Okul seçer, veli seçer ama çocuk seçmez.

Çocuk maruz kalır yetişkinlerin seçimine. Uyumu güçlü olan hayatta kalmak için yeni ortama adapte olur ve gerekeni yapar. Kendini tanır, beklentiyi anlar ve uygular.

Hepsi mi? Değil. Ayrılığa hiç hazır hissetmediği için inatlaşan, dışardan zorluk çıkartıyor gibi algılanan halbuki içerde bolca endişe barındıran çocuklar da vardır. Dediğim gibi olay doğru güvenli ilişkiler kurmak başlangıçta. Çocuk yeni bir şeyler öğrenme heyecanı ile başlamaz okula. Varsa o heyecan ebeveyne aittir.

Çocuk ilişkileri öğrenir önce.

 Ayrılmayı. Bağlanmayı. Rekabeti.
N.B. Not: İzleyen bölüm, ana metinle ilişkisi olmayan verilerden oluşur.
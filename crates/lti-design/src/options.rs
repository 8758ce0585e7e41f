use lti_freq::FrequencyOptions;
use lti_sim::StepOptions;
use serde::{Deserialize, Serialize};

#[derive(Clone, Debug, Serialize, Deserialize)]
#[serde(default)]
pub struct DesignOptions {
    /// Extra phase lead (degrees) added to cover the crossover shift
    pub safety_margin: f64,
    /// Largest phase lead (degrees) a single lead stage may supply
    pub max_phase_lead: f64,
    /// Phase lag (degrees) the lag network may contribute at crossover
    pub lag_phase_allowance: f64,
    /// Cap on lag refinement iterations
    pub max_iterations: usize,
    /// Relative change of the lag zero accepted as converged
    pub tolerance: f64,
    pub frequency: FrequencyOptions,
    pub step: StepOptions,
}

impl Default for DesignOptions {
    fn default() -> Self {
        Self {
            safety_margin: 5.0,
            max_phase_lead: 65.0,
            lag_phase_allowance: 5.0,
            max_iterations: 50,
            tolerance: 1e-6,
            frequency: FrequencyOptions::default(),
            step: StepOptions::default(),
        }
    }
}
//! Time-domain analysis of LTI transfer functions.
//!
//! - `forward`: pole-based stability verdict and unit-step metrics
//! - `inverse`: second-order damping ratio / natural frequency from metrics
//! - `metrics`: extraction of rise, peak and settling figures from a sampled response

pub mod error;
pub mod forward;
pub mod inverse;
pub mod metrics;

pub use error::{TimeError, TimeResult};
pub use forward::{StabilityReport, StabilityStatus, TimeAnalysis, analyze, classify_poles};
pub use inverse::{InverseOptions, InverseRequest, InverseResult, inverse_analyze};
pub use metrics::{StepMetrics, extract_metrics};
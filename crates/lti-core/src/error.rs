use thiserror::Error;

pub type LtiResult<T> = Result<T, LtiError>;

#[derive(Error, Debug, Clone, PartialEq)]
pub enum LtiError {
    #[error("Non-finite numeric value for {what}: {value}")]
    NonFinite { what: &'static str, value: f64 },

    #[error("Invalid input: {what}")]
    InvalidInput { what: String },

    #[error("Invalid system: {what}")]
    InvalidSystem { what: &'static str },

    #[error("Invariant violated: {what}")]
    Invariant { what: &'static str },
}

impl LtiError {
    pub fn invalid_input(what: impl Into<String>) -> Self {
        LtiError::InvalidInput { what: what.into() }
    }
}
Var olmayı.

***

“Okul zordur”

O ilk günden sonra yıllar peşi sıra hızla akar.  Bir giren öyle canı istediğinde de çıkamaz zaten!

Mecburen devam… Sevsen de sevmesen de…

Mezuniyetler coşkuludur. Tamamlanma kadar özgürleşme barındırır. Bir sonraki kuruma geçene kadar!

Peki nasıl olacak diye düşünüyor olabilirsiniz. Buyurun o zaman rezilyans konuşalım.

Zorluklara uyum sağlayabilme ve hızlıca toparlanabilme becerisi.

Okul zordur.

İlişkisel olarak karmaşıktır.

Akademik olarak beklentilerle doludur.

Sosyal olarak kural ve düzene adaptasyon gerektirir.

Zorlanmak işin doğasında var. Zorlanmadığımız bir hayat istemiyoruz.

Zorlanacağız ki büyüyelim, gelişelim.

Ayağına taş değmesin edebiyatı bana hiç uymaz. Hangi ebeveyn ister evladının “zor” bir hayatı olsun? Mesele bu değil her zorluğun içindeki fırsatı görmeye niyet etmeliyiz ki gösterelim. Evlatlarımız da fark etsin ve görebilsin.

Hayatın her alanında beceri geliştirmek için geçerli bu söylediklerim.

İster saklambaç oynamak olsun ister okumayı öğrenmek ister istatistik olsun ister anatomi, ister araba kullanmak olsun, ister kişisel ekonomi zorlanmadan öğrenmiyor insan.

Zorlanmasına tahammül etmek de zor bir ebeveyn için. 

Kolayca halletse her şeyi, hep mutlu olsa…

O halledemezse ben halletsem sıkıntısı olmasa…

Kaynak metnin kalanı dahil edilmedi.